> [YOUR GOAL]: Among the records below, find each line that includes the string "commands" and copy it.

"""

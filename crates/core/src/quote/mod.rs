pub mod pricing;

use rust_decimal::Decimal;
use serde::{Deserialize, Serialize};

use crate::domain::catalog::InventoryCatalog;
use crate::domain::selection::Selection;

use self::pricing::{compute_line_items, compute_total, compute_trace, LineItem, PricingTraceStep};

#[derive(Clone, Debug, PartialEq, Eq, Serialize, Deserialize)]
pub struct QuoteBreakdown {
    pub total: Option<Decimal>,
    pub line_items: Vec<LineItem>,
    pub trace: Vec<PricingTraceStep>,
}

impl QuoteBreakdown {
    /// Re-derives the total from the itemized rows: `base * factor + addons`.
    pub fn itemized_total(&self) -> Option<Decimal> {
        let mut base = None;
        let mut factor = Decimal::ONE;
        let mut addons = Decimal::ZERO;

        for item in &self.line_items {
            match item {
                LineItem::Base { amount, .. } => base = Some(*amount),
                LineItem::Addon { amount, .. } => addons += *amount,
                LineItem::Multiplier { factor: value, .. } => factor = *value,
                LineItem::Total { .. } => {}
            }
        }

        base.map(|base| base * factor + addons)
    }

    /// True when the breakdown and the total describe the same quote.
    pub fn agrees(&self) -> bool {
        let stated_total = self.line_items.iter().rev().find_map(|item| match item {
            LineItem::Total { amount } => Some(*amount),
            _ => None,
        });

        match self.total {
            None => self.line_items.is_empty(),
            Some(total) => self.itemized_total() == Some(total) && stated_total == Some(total),
        }
    }
}

pub trait QuoteCalculator: Send + Sync {
    fn quote(&self, catalog: &InventoryCatalog, selection: &Selection) -> QuoteBreakdown;
}

#[derive(Clone, Debug, Default)]
pub struct DeterministicQuoteCalculator;

impl QuoteCalculator for DeterministicQuoteCalculator {
    fn quote(&self, catalog: &InventoryCatalog, selection: &Selection) -> QuoteBreakdown {
        QuoteBreakdown {
            total: compute_total(catalog, selection),
            line_items: compute_line_items(catalog, selection),
            trace: compute_trace(catalog, selection),
        }
    }
}
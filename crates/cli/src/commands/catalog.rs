use std::path::PathBuf;

use serde_json::json;
use unikron_core::domain::catalog::InventoryCatalog;

use crate::commands::{load_config, CommandResult, EXIT_CATALOG, EXIT_CONFIG};

const COMMAND: &str = "catalog";

pub fn run(catalog_path: Option<PathBuf>) -> CommandResult {
    let config = match load_config(catalog_path) {
        Ok(config) => config,
        Err(error) => return CommandResult::failure(COMMAND, "config_validation", error, EXIT_CONFIG),
    };

    let path = config.catalog.path;
    let catalog = match InventoryCatalog::load(&path) {
        Ok(catalog) => catalog,
        Err(error) => {
            return CommandResult::failure(COMMAND, "catalog", error.to_string(), EXIT_CATALOG);
        }
    };

    let tiers = catalog.tier_keys().map(|tier| tier.as_str().to_string()).collect::<Vec<_>>();
    let message = format!(
        "catalog `{}` is valid: {} styles, {} addons, {} complexity tiers ({})",
        path.display(),
        catalog.styles().len(),
        catalog.addons().len(),
        tiers.len(),
        tiers.join(", ")
    );
    let data = json!({
        "path": path.display().to_string(),
        "styles": catalog.styles(),
        "addons": catalog.addons(),
        "tiers": tiers,
    });

    CommandResult::success_with_data(COMMAND, message, Some(data))
}
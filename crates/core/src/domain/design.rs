use serde::{Deserialize, Serialize};

/// Reference to a rendered 3D design returned to the studio.
#[derive(Clone, Debug, PartialEq, Eq, Serialize, Deserialize)]
#[serde(rename_all = "camelCase")]
pub struct RenderedDesign {
    pub image_url: String,
    pub id: String,
    #[serde(default)]
    pub fallback: bool,
}
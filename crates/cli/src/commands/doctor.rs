use std::sync::Arc;

use serde::Serialize;
use unikron_agent::{GeminiClient, GeminiProbe};
use unikron_core::config::{AppConfig, LoadOptions};
use unikron_core::diagnostics::{run_diagnostics, ServiceCheck, ServiceProbe, KEY_MISSING};
use unikron_core::domain::catalog::InventoryCatalog;
use unikron_integrations::{NanoBananaClient, NanoBananaProbe, StripeClient, StripeProbe};

use crate::commands::{CommandResult, EXIT_DOCTOR};

#[derive(Clone, Copy, Debug, PartialEq, Eq, Serialize)]
#[serde(rename_all = "snake_case")]
enum CheckStatus {
    Pass,
    Fail,
    Skipped,
}

#[derive(Debug, Serialize)]
struct DoctorCheck {
    name: String,
    status: CheckStatus,
    details: String,
}

#[derive(Debug, Serialize)]
struct DoctorReport {
    overall_status: CheckStatus,
    summary: String,
    checks: Vec<DoctorCheck>,
}

pub fn run(json_output: bool) -> CommandResult {
    let report = build_report();
    let exit_code = if report.overall_status == CheckStatus::Fail { EXIT_DOCTOR } else { 0 };

    let output = if json_output {
        serde_json::to_string_pretty(&report).unwrap_or_else(|error| {
            format!(
                "{{\"overall_status\":\"fail\",\"summary\":\"doctor serialization failed\",\"error\":\"{}\"}}",
                escape_json(&error.to_string())
            )
        })
    } else {
        render_human(&report)
    };

    CommandResult { exit_code, output }
}

fn build_report() -> DoctorReport {
    let mut checks = Vec::new();

    match AppConfig::load(LoadOptions::default()) {
        Ok(config) => {
            checks.push(check("config_validation", CheckStatus::Pass, "configuration loaded and validated"));
            checks.push(check_catalog(&config));
            checks.extend(check_services(&config));
        }
        Err(error) => {
            checks.push(check("config_validation", CheckStatus::Fail, error.to_string()));
            for name in ["catalog", "gemini", "stripe", "nano_banana"] {
                checks.push(check(
                    name,
                    CheckStatus::Skipped,
                    "skipped because configuration did not load",
                ));
            }
        }
    }

    // Missing keys leave the studio on its fallbacks, which is not a failure.
    let failed = checks.iter().any(|check| check.status == CheckStatus::Fail);
    let overall_status = if failed { CheckStatus::Fail } else { CheckStatus::Pass };
    let summary = if failed {
        "doctor: one or more readiness checks failed".to_string()
    } else {
        "doctor: all readiness checks passed".to_string()
    };

    DoctorReport { overall_status, summary, checks }
}

fn check_catalog(config: &AppConfig) -> DoctorCheck {
    match InventoryCatalog::load(&config.catalog.path) {
        Ok(catalog) => check(
            "catalog",
            CheckStatus::Pass,
            format!(
                "`{}`: {} styles, {} addons, {} tiers",
                config.catalog.path.display(),
                catalog.styles().len(),
                catalog.addons().len(),
                catalog.complexity_multipliers().len()
            ),
        ),
        Err(error) => check("catalog", CheckStatus::Fail, error.to_string()),
    }
}

fn check_services(config: &AppConfig) -> Vec<DoctorCheck> {
    let probes = match build_probes(config) {
        Ok(probes) => probes,
        Err(error) => {
            return vec![check(
                "http_client",
                CheckStatus::Fail,
                format!("failed to build HTTP client: {error}"),
            )];
        }
    };

    let runtime = match tokio::runtime::Builder::new_current_thread().enable_all().build() {
        Ok(runtime) => runtime,
        Err(error) => {
            return vec![check(
                "service_diagnostics",
                CheckStatus::Fail,
                format!("failed to initialize async runtime: {error}"),
            )];
        }
    };

    let report = runtime.block_on(run_diagnostics(&probes));
    report.iter().map(|(service, result)| service_check(service, result)).collect()
}

fn build_probes(config: &AppConfig) -> Result<Vec<Arc<dyn ServiceProbe>>, String> {
    let gemini = GeminiClient::from_config(&config.llm).map_err(|error| error.to_string())?;
    let stripe = StripeClient::from_config(&config.payment).map_err(|error| error.to_string())?;
    let render_configured = NanoBananaClient::from_config(&config.render)
        .map_err(|error| error.to_string())?
        .is_configured();

    let probes: Vec<Arc<dyn ServiceProbe>> = vec![
        Arc::new(GeminiProbe::new(gemini)),
        Arc::new(StripeProbe::new(stripe)),
        Arc::new(NanoBananaProbe::new(render_configured)),
    ];
    Ok(probes)
}

fn service_check(service: &str, result: &ServiceCheck) -> DoctorCheck {
    if result.is_ok() {
        check(service, CheckStatus::Pass, result.message.clone())
    } else if result.message == KEY_MISSING {
        check(service, CheckStatus::Skipped, format!("{KEY_MISSING}; fallback behavior active"))
    } else {
        check(service, CheckStatus::Fail, result.message.clone())
    }
}

fn check(name: &str, status: CheckStatus, details: impl Into<String>) -> DoctorCheck {
    DoctorCheck { name: name.to_string(), status, details: details.into() }
}

fn render_human(report: &DoctorReport) -> String {
    let mut lines = Vec::new();
    lines.push(report.summary.clone());

    for check in &report.checks {
        let marker = match check.status {
            CheckStatus::Pass => "ok",
            CheckStatus::Fail => "fail",
            CheckStatus::Skipped => "skip",
        };
        lines.push(format!("- [{marker}] {}: {}", check.name, check.details));
    }

    lines.join("\n")
}

fn escape_json(value: &str) -> String {
    value.replace('\\', "\\\\").replace('"', "\\\"")
}

#[cfg(test)]
mod tests {
    use unikron_core::diagnostics::ServiceCheck;

    use super::{service_check, CheckStatus};

    #[test]
    fn missing_key_is_skipped_not_failed() {
        let check = service_check("gemini", &ServiceCheck::key_missing());
        assert_eq!(check.status, CheckStatus::Skipped);
        assert!(check.details.starts_with("Key missing"));
    }

    #[test]
    fn provider_error_fails_the_check() {
        let check = service_check("stripe", &ServiceCheck::error("Invalid API Key provided"));
        assert_eq!(check.status, CheckStatus::Fail);
        assert_eq!(check.details, "Invalid API Key provided");
    }
}
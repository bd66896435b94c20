//! HTTP adapters for the image renderer and the payment provider.

pub mod checkout;
pub mod render;

pub use checkout::{
    CheckoutClient, CheckoutError, CheckoutRequest, CheckoutService, CheckoutSession, StripeClient,
    StripeProbe,
};
pub use render::{NanoBananaClient, NanoBananaProbe, RenderClient, RenderError, RenderRequest, RenderService};
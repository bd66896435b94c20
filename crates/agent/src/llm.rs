use anyhow::Result;
use async_trait::async_trait;

#[async_trait]
pub trait LlmClient: Send + Sync {
    async fn complete(&self, prompt: &str) -> Result<String>;
}
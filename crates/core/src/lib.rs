pub mod activity;
pub mod config;
pub mod diagnostics;
pub mod domain;
pub mod errors;
pub mod fallback;
pub mod flows;
pub mod quote;
pub mod service;

pub use activity::{ActivityEntry, ActivityKind, ActivitySink, InMemoryActivityLog};
pub use diagnostics::{run_diagnostics, DiagnosticsReport, ServiceCheck, ServiceProbe, ServiceStatus};
pub use domain::catalog::{
    Addon, AddonId, CatalogDocument, CatalogError, CatalogLoadError, InventoryCatalog, Style,
    StyleId, TierKey,
};
pub use domain::design::RenderedDesign;
pub use domain::selection::{Selection, SquareMeters};
pub use errors::{ApplicationError, DomainError, InterfaceError};
pub use fallback::FallbackPolicy;
pub use quote::pricing::{compute_line_items, compute_total, LineItem};
pub use quote::{DeterministicQuoteCalculator, QuoteBreakdown, QuoteCalculator};
pub use service::Service;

"""

> [TASK SOLUTION]:
filename crates/cli/src/commands/catalog.rs
use crate::commands::{load_config, CommandResult, EXIT_CATALOG, EXIT_CONFIG};
filename crates/cli/src/commands/doctor.rs
use crate::commands::{CommandResult, EXIT_DOCTOR};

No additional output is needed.